Anning's article also is flawed -- and biased into the bargain -- by its failure to point out that Arabs were not the only ones displaced by the 1948 war. Some 850,000 Jews from Arab lands, where they had lived for several millennia, were persecuted and dispossessed by Arab authorities, forced to flee from their ancestral homes, leaving behind almost all their possessions.
These Jewish refugees deserve as much attention as the Palestinian refugees -- an egregious omission by the Post.
Also lacking in the article is the sharp contrast between Israeli treatment of Jewish refugees and the Arab world's treatment of Palestinian refugees.

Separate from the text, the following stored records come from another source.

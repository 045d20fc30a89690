/*
 * Responsibility
 * - v1 の公開ポイント (routes() と、その裏の dto / extractor / handler)
 */
pub mod dto;
pub mod extractors;
pub mod handlers;
mod routes;

pub use routes::routes;
/*
 * Responsibility
 * - POST /posts/{post_id}/comments, DELETE /posts/comments/{comment_id}
 * - comment の削除も post と同じ owner-or-admin ルール
 */
use axum::{Json, extract::State, http::StatusCode};

use crate::{
    api::v1::{
        dto::posts::{CommentResponse, CreateCommentRequest},
        extractors::{
            RequireCaller,
            public_id::{PublicCommentId, PublicPostId},
        },
        handlers::posts::comment_to_response,
    },
    error::AppError,
    state::AppState,
};

pub async fn create_comment(
    State(state): State<AppState>,
    RequireCaller(caller): RequireCaller,
    post_id: PublicPostId,
    Json(req): Json<CreateCommentRequest>,
) -> Result<(StatusCode, Json<CommentResponse>), AppError> {
    req.validate().map_err(AppError::validation)?;

    let row = state
        .board
        .create_comment(&caller, post_id.id, &req.content)
        .await?;

    Ok((
        StatusCode::CREATED,
        Json(comment_to_response(&state, Some(&caller), row)?),
    ))
}

pub async fn delete_comment(
    State(state): State<AppState>,
    RequireCaller(caller): RequireCaller,
    comment_id: PublicCommentId,
) -> Result<StatusCode, AppError> {
    state.board.delete_comment(&caller, comment_id.id).await?;
    Ok(StatusCode::NO_CONTENT)
}
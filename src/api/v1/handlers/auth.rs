/*
 * Responsibility
 * - POST /auth/signup, POST /auth/login, GET /auth/me
 * - DTO の形式チェックはここ。資格情報の照合とトークン発行は AuthService
 */
use axum::{Json, extract::State, http::StatusCode};

use crate::{
    api::v1::{
        dto::auth::{LoginRequest, LoginResponse, MeResponse, SignupRequest, SignupResponse},
        extractors::RequireCaller,
    },
    error::AppError,
    services::auth::Role,
    state::AppState,
};

pub async fn signup(
    State(state): State<AppState>,
    Json(req): Json<SignupRequest>,
) -> Result<(StatusCode, Json<SignupResponse>), AppError> {
    req.validate().map_err(AppError::validation)?;

    let email = req.email.trim();
    state.auth.signup(email, &req.password).await?;

    Ok((
        StatusCode::CREATED,
        Json(SignupResponse {
            email: email.to_string(),
            role: Role::User,
        }),
    ))
}

pub async fn login(
    State(state): State<AppState>,
    Json(req): Json<LoginRequest>,
) -> Result<Json<LoginResponse>, AppError> {
    req.validate().map_err(AppError::validation)?;

    let out = state.auth.login(req.email.trim(), &req.password).await?;

    Ok(Json(LoginResponse {
        email: out.email,
        role: out.role,
        token: out.access_token.token,
        token_type: "Bearer",
        expires_in: out.access_token.expires_in,
    }))
}

pub async fn me(RequireCaller(caller): RequireCaller) -> Json<MeResponse> {
    Json(MeResponse {
        email: caller.email,
        role: caller.role,
    })
}
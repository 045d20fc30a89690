/*
 * Responsibility
 * - repo が上位に伝える意味の定義 (409 か 404 か 500 かは呼び出し側が決める)
 */
use thiserror::Error;

#[derive(Debug, Error)]
pub enum RepoError {
    #[error("db error")]
    Db(#[source] sqlx::Error),
    #[error("conflict")]
    Conflict,
    #[error("corrupt row: {0}")]
    Corrupt(&'static str),
}

impl RepoError {
    // 23505 = unique_violation, 23503 = foreign_key_violation
    pub fn from_sqlx(e: sqlx::Error) -> Self {
        if let sqlx::Error::Database(dbe) = &e
            && matches!(dbe.code().as_deref(), Some("23505") | Some("23503"))
        {
            return RepoError::Conflict;
        }
        RepoError::Db(e)
    }
}

impl From<sqlx::Error> for RepoError {
    fn from(e: sqlx::Error) -> Self {
        Self::from_sqlx(e)
    }
}

pub type RepoResult<T> = Result<T, RepoError>;
/*
 * Responsibility
 * - posts の CRUD
 * - "authorEmail" が所有者。insert 時に決まり、以後更新しない
 * - comment は post と一緒に消える (FK ON DELETE CASCADE)
 */
use async_trait::async_trait;
use chrono::{DateTime, Utc};
use sqlx::PgPool;

use crate::repos::error::RepoResult;

#[derive(Debug, Clone, PartialEq, Eq, sqlx::FromRow)]
pub struct PostRow {
    #[sqlx(rename = "postId")]
    pub post_id: i64,

    pub title: String,
    pub content: String,

    #[sqlx(rename = "authorEmail")]
    pub author_email: String,

    #[sqlx(rename = "createdAt")]
    pub created_at: DateTime<Utc>,

    #[sqlx(rename = "updatedAt")]
    pub updated_at: DateTime<Utc>,
}

#[async_trait]
pub trait PostStore: Send + Sync {
    /// Newest first.
    async fn list(&self, limit: i64, offset: i64) -> RepoResult<Vec<PostRow>>;

    async fn create(&self, title: &str, content: &str, author_email: &str) -> RepoResult<PostRow>;

    async fn get(&self, post_id: i64) -> RepoResult<Option<PostRow>>;

    /// `None` fields are left untouched.
    async fn update(
        &self,
        post_id: i64,
        title: Option<&str>,
        content: Option<&str>,
    ) -> RepoResult<Option<PostRow>>;

    async fn delete(&self, post_id: i64) -> RepoResult<bool>;
}

#[derive(Clone, Debug)]
pub struct PgPostRepo {
    pool: PgPool,
}

impl PgPostRepo {
    pub fn new(pool: PgPool) -> Self {
        Self { pool }
    }
}

#[async_trait]
impl PostStore for PgPostRepo {
    async fn list(&self, limit: i64, offset: i64) -> RepoResult<Vec<PostRow>> {
        let rows = sqlx::query_as::<_, PostRow>(
            r#"
            SELECT
                "postId", title, content, "authorEmail", "createdAt", "updatedAt"
            FROM posts
            ORDER BY "postId" DESC
            LIMIT $1 OFFSET $2
            "#,
        )
        .bind(limit)
        .bind(offset)
        .fetch_all(&self.pool)
        .await?;

        Ok(rows)
    }

    async fn create(&self, title: &str, content: &str, author_email: &str) -> RepoResult<PostRow> {
        let row = sqlx::query_as::<_, PostRow>(
            r#"
            INSERT INTO posts (title, content, "authorEmail")
            VALUES ($1, $2, $3)
            RETURNING
                "postId", title, content, "authorEmail", "createdAt", "updatedAt"
            "#,
        )
        .bind(title)
        .bind(content)
        .bind(author_email)
        .fetch_one(&self.pool)
        .await?;

        Ok(row)
    }

    async fn get(&self, post_id: i64) -> RepoResult<Option<PostRow>> {
        let row = sqlx::query_as::<_, PostRow>(
            r#"
            SELECT
                "postId", title, content, "authorEmail", "createdAt", "updatedAt"
            FROM posts
            WHERE "postId" = $1
            "#,
        )
        .bind(post_id)
        .fetch_optional(&self.pool)
        .await?;

        Ok(row)
    }

    async fn update(
        &self,
        post_id: i64,
        title: Option<&str>,
        content: Option<&str>,
    ) -> RepoResult<Option<PostRow>> {
        let row = sqlx::query_as::<_, PostRow>(
            r#"
            UPDATE posts
            SET
                title = COALESCE($2, title),
                content = COALESCE($3, content),
                "updatedAt" = now()
            WHERE "postId" = $1
            RETURNING
                "postId", title, content, "authorEmail", "createdAt", "updatedAt"
            "#,
        )
        .bind(post_id)
        .bind(title)
        .bind(content)
        .fetch_optional(&self.pool)
        .await?;

        Ok(row)
    }

    async fn delete(&self, post_id: i64) -> RepoResult<bool> {
        let result = sqlx::query(
            r#"
            DELETE FROM posts
            WHERE "postId" = $1
            "#,
        )
        .bind(post_id)
        .execute(&self.pool)
        .await?;

        Ok(result.rows_affected() > 0)
    }
}
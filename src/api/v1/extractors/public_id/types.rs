/*
 * Responsibility
 *  - リソースごとの tag 付き ID 型 (リソースが増えたらここに 1 行足す)
 *  - decode ロジックも AppState へのアクセスも持たない
 */
use super::core::PublicId;

// posts
pub enum PostTag {}
pub type PublicPostId = PublicId<PostTag>;

// comments
pub enum CommentTag {}
pub type PublicCommentId = PublicId<CommentTag>;
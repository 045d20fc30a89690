use thiserror::Error;

use super::{IssueError, PasswordError};
use crate::repos::RepoError;

/// Failures of the signup/login flows.
///
/// `InvalidCredentials` covers both "unknown email" and "wrong password".
#[derive(Debug, Error)]
pub enum AuthError {
    #[error("invalid credentials")]
    InvalidCredentials,

    #[error("identity already exists")]
    DuplicateIdentity,

    #[error(transparent)]
    Password(#[from] PasswordError),

    #[error(transparent)]
    Repo(#[from] RepoError),

    #[error("failed to issue access token")]
    Issue(#[source] IssueError),

    #[error("password worker failed")]
    Worker(#[source] tokio::task::JoinError),
}
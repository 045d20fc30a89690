pub mod auth;
pub mod comments;
pub mod health;
pub mod posts;
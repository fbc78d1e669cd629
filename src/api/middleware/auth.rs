use axum::{
    extract::FromRequestParts,
    http::{header, request::Parts},
};
use serde_json::{Map, Value};
use std::sync::Arc;
use crate::error::AppError;
use crate::api::AppState;

/// Decoded claims of a verified bearer token.
pub type Claims = Map<String, Value>;

/// Axum extractor that validates a Bearer JWT token.
/// Add this as a handler parameter to require authentication.
pub struct AuthUser(pub Claims);

impl AuthUser {
    pub fn subject(&self) -> Option<&str> {
        self.0.get("sub").and_then(Value::as_str)
    }
}

impl FromRequestParts<Arc<AppState>> for AuthUser {
    type Rejection = AppError;

    async fn from_request_parts(parts: &mut Parts, state: &Arc<AppState>) -> Result<Self, Self::Rejection> {
        let auth_header = parts
            .headers
            .get(header::AUTHORIZATION)
            .and_then(|v| v.to_str().ok())
            .ok_or(AppError::AuthFailed)?;

        let token = auth_header
            .strip_prefix("Bearer ")
            .ok_or(AppError::AuthFailed)?;

        let claims = crate::auth::jwt::verify::<Claims>(token, &state.jwt_secret, state.jwt_algorithm)
            .map_err(|e| {
                tracing::debug!("Rejected bearer token: {}", e);
                AppError::AuthFailed
            })?;

        Ok(AuthUser(claims))
    }
}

Hundreds of thousands of Jewish refugees from Arab countries were resettled, absorbed, and integrated into Israeli society. They and their descendants, whose numbers now total several millions, now constitute about half of Israel's population. In contrast, Arab rulers have kept Palestinian refugees bottled up in camps and denied them full absorption so as to use them as political pawns in their efforts to delegitimize Israel and ultimately remove it from the Mideast map.
Anning again fails to give readers this important historical context, except a bare hint that Arabs who fled to Syria "lacked citizenship." This doesn't begin to convey the betrayal of Arab refugees in Arab countries, whose rulers were intent on keeping them as stateless refugees.
The latest chapter of that betrayal can be found in the current so-called Arab League peace plan, which contains a provision that any settlement of the Israeli-Palestinian conflict will not impinge on the right of Arab nations to continue to deny citizenship to Palestinians.
The "naqba" continues, but it is a direct result of the Arab world's disregard of Palestinian interests.
To spin a tale that the Palestinian refugee problem was spawned "by the creation of Israel'' is utter bunk -- a disservice to history and to Post readers.
Leo Rennert is a former White House correspondent and Washington bureau chief of McClatchy Newspapers.